## What the task requires
Please reproduce verbatim the lines below, from the first through the one with "to the first".
:: Data listing
//! Ruleset parts: split one ruleset into the fragments a document quotes.
//!
//! Marker comments sit alone on their line, leading whitespace allowed:
//!
//! ```text
//! ; all_parts FILE     every non-marker line goes to FILE
//! ; start_part FILE    following lines go to FILE (and to all_parts)
//! ; end_part           closes the current part
//! ```
//!
//! Besides the parts, an XML entity listing is produced next to the first
//! file named, so a document can pull each part in by entity reference.
//!
//! ```
//! use jcr::JcrParts;
//!
//! let parts = JcrParts::process("; start_part p1.jcr\n$a =: integer\n; end_part\n$b =: string\n");
//! assert_eq!(parts.parts[0].name, "p1.jcr");
//! assert_eq!(parts.parts[0].text, "$a =: integer\n");
//! assert_eq!(parts.entity_refs.unwrap().name, "p1_xml_entity_refs");
//! ```

use std::fs;
use std::io;
use std::path::{Path, PathBuf};
use tracing::debug;

/// One output file.
#[derive(Debug, Clone, PartialEq, Eq)]
pub struct Part {
    /// File name as written in the marker.
    pub name: String,
    /// File contents; every line ends with a newline.
    pub text: String,
}

impl Part {
    fn new(name: impl Into<String>) -> Self {
        Self {
            name: name.into(),
            text: String::new(),
        }
    }

    fn push_line(&mut self, line: &str) {
        self.text.push_str(line);
        self.text.push('\n');
    }
}

/// The files split out of a ruleset.
#[derive(Debug, Clone, Default, PartialEq, Eq)]
pub struct JcrParts {
    /// The `all_parts` file, when one is named.
    pub all_parts: Option<Part>,
    /// `start_part` files in document order.
    pub parts: Vec<Part>,
    /// The XML entity listing, when any file is named.
    pub entity_refs: Option<Part>,
}

fn marker<'a>(line: &'a str, keyword: &str) -> Option<&'a str> {
    line.trim_start()
        .strip_prefix(';')?
        .trim_start()
        .strip_prefix(keyword)
}

fn named_marker<'a>(line: &'a str, keyword: &str) -> Option<&'a str> {
    let name = marker(line, keyword)?.trim();
    (!name.is_empty()).then_some(name)
}

fn stem(name: &str) -> &str {
    Path::new(name)
        .file_stem()
        .and_then(|stem| stem.to_str())
        .unwrap_or(name)
}

impl JcrParts {
    /// Split `text` at its marker comments.
    ///
    /// Only the first `all_parts` marker counts; later ones are ordinary
    /// lines. A `start_part` while a part is open closes it first. An
    /// `end_part` with no open part is an ordinary line.
    #[must_use]
    pub fn process(text: &str) -> Self {
        let mut parts = Self::default();
        let mut all_lines = Part::new("");
        let mut names = Vec::new();
        let mut current: Option<Part> = None;

        for line in text.lines() {
            if parts.all_parts.is_none() {
                if let Some(name) = named_marker(line, "all_parts") {
                    parts.all_parts = Some(Part::new(name));
                    names.push(name.to_string());
                    continue;
                }
            }
            if let Some(name) = named_marker(line, "start_part") {
                parts.parts.extend(current.take());
                current = Some(Part::new(name));
                names.push(name.to_string());
            } else if marker(line, "end_part").is_some() && current.is_some() {
                parts.parts.extend(current.take());
            } else {
                if let Some(part) = current.as_mut() {
                    part.push_line(line);
                }
                all_lines.push_line(line);
            }
        }
        parts.parts.extend(current);

        if let Some(all) = parts.all_parts.as_mut() {
            all.text = all_lines.text;
        }
        if let Some(first) = names.first() {
            let file = format!("{}_xml_entity_refs", stem(first));
            let mut refs = Part::new(match Path::new(first).parent() {
                Some(dir) if !dir.as_os_str().is_empty() => dir.join(file).to_string_lossy().into_owned(),
                _ => file,
            });
            for name in &names {
                refs.push_line(&format!("<!ENTITY {} PUBLIC '' '{name}'>", stem(name)));
            }
            parts.entity_refs = Some(refs);
        }
        parts
    }

    /// Every file to write, in the order they were named.
    pub fn files(&self) -> impl Iterator<Item = &Part> {
        self.all_parts
            .iter()
            .chain(&self.parts)
            .chain(&self.entity_refs)
    }

    /// Write every file under `dir`. Absolute names ignore `dir`.
    ///
    /// # Errors
    ///
    /// Returns the first I/O error.
    pub fn write_to(&self, dir: &Path) -> io::Result<Vec<PathBuf>> {
        let mut written = Vec::new();
        for part in self.files() {
            let path = dir.join(&part.name);
            if let Some(parent) = path.parent() {
                fs::create_dir_all(parent)?;
            }
            fs::write(&path, &part.text)?;
            debug!(path = %path.display(), bytes = part.text.len(), "wrote ruleset part");
            written.push(path);
        }
        Ok(written)
    }
}

#[cfg(test)]
mod tests {
    use super::*;
    use pretty_assertions::assert_eq;

    #[test]
    fn test_markers() {
        for line in [
            "; start_part foo.jcr",
            ";start_part foo.jcr",
            " ;start_part foo.jcr",
            " ; start_part  foo.jcr",
        ] {
            assert_eq!(named_marker(line, "start_part"), Some("foo.jcr"), "{line}");
        }
        assert_eq!(named_marker(" ; start_part  /tmp/foo-bar.jcr", "start_part"), Some("/tmp/foo-bar.jcr"));
        assert_eq!(named_marker(" ; end_part  foo.jcr", "start_part"), None);
        assert_eq!(named_marker(";all_parts foo_bar.jcr", "all_parts"), Some("foo_bar.jcr"));
        assert!(marker("; end_part", "end_part").is_some());
        assert!(marker("; end_part foo.jcr", "end_part").is_some());
        assert!(marker(" ; start_part foo.jcr", "end_part").is_none());
    }

    const RULESET: &str = "\
; all_parts all.jcr
; my jcr ruleset

$thing1 = [ integer * ]

; start_part part1.jcr
$thing2 = [ string * ]

; end_part

$thing3 =: \"foo\"
; start_part part2.jcr
$thing4 = [ float *]
; end_part
";

    #[test]
    fn test_process() {
        let parts = JcrParts::process(RULESET);
        assert_eq!(
            parts.all_parts.as_ref().unwrap().text,
            "; my jcr ruleset\n\n$thing1 = [ integer * ]\n\n$thing2 = [ string * ]\n\n\n$thing3 =: \"foo\"\n$thing4 = [ float *]\n"
        );
        assert_eq!(parts.parts.len(), 2);
        assert_eq!(parts.parts[0].text, "$thing2 = [ string * ]\n\n");
        assert_eq!(parts.parts[1].text, "$thing4 = [ float *]\n");

        let refs = parts.entity_refs.unwrap();
        assert_eq!(refs.name, "all_xml_entity_refs");
        assert_eq!(
            refs.text,
            "<!ENTITY all PUBLIC '' 'all.jcr'>\n<!ENTITY part1 PUBLIC '' 'part1.jcr'>\n<!ENTITY part2 PUBLIC '' 'part2.jcr'>\n"
        );
    }

    #[test]
    fn test_unclosed_part_and_stray_end() {
        let parts = JcrParts::process("; end_part\n; start_part a.jcr\nx\n; start_part b.jcr\ny");
        assert!(parts.all_parts.is_none());
        assert_eq!(parts.parts[0], Part { name: "a.jcr".into(), text: "x\n".into() });
        assert_eq!(parts.parts[1], Part { name: "b.jcr".into(), text: "y\n".into() });
    }

    #[test]
    fn test_entity_refs_follow_first_directory() {
        let parts = JcrParts::process("; start_part out/p.jcr\nx\n; end_part");
        assert_eq!(parts.entity_refs.unwrap().name, "out/p_xml_entity_refs");
    }

    #[test]
    fn test_no_markers() {
        assert_eq!(JcrParts::process("[ integer ]\n"), JcrParts::default());
    }

    #[test]
    fn test_write_to() {
        let dir = std::env::temp_dir().join(format!("jcr-parts-{}", std::process::id()));
        let written = JcrParts::process(RULESET).write_to(&dir).unwrap();
        assert_eq!(written.len(), 4);
        assert_eq!(
            fs::read_to_string(dir.join("part2.jcr")).unwrap(),
            "$thing4 = [ float *]\n"
        );
        fs::remove_dir_all(&dir).unwrap();
    }
}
::::
## Written solution
//! Ruleset parts: split one ruleset into the fragments a document quotes.
//!
//! Marker comments sit alone on their line, leading whitespace allowed:
//!
//! ```text
//! ; all_parts FILE     every non-marker line goes to FILE
//! ; start_part FILE    following lines go to FILE (and to all_parts)
//! ; end_part           closes the current part
//! ```
//!
//! Besides the parts, an XML entity listing is produced next to the first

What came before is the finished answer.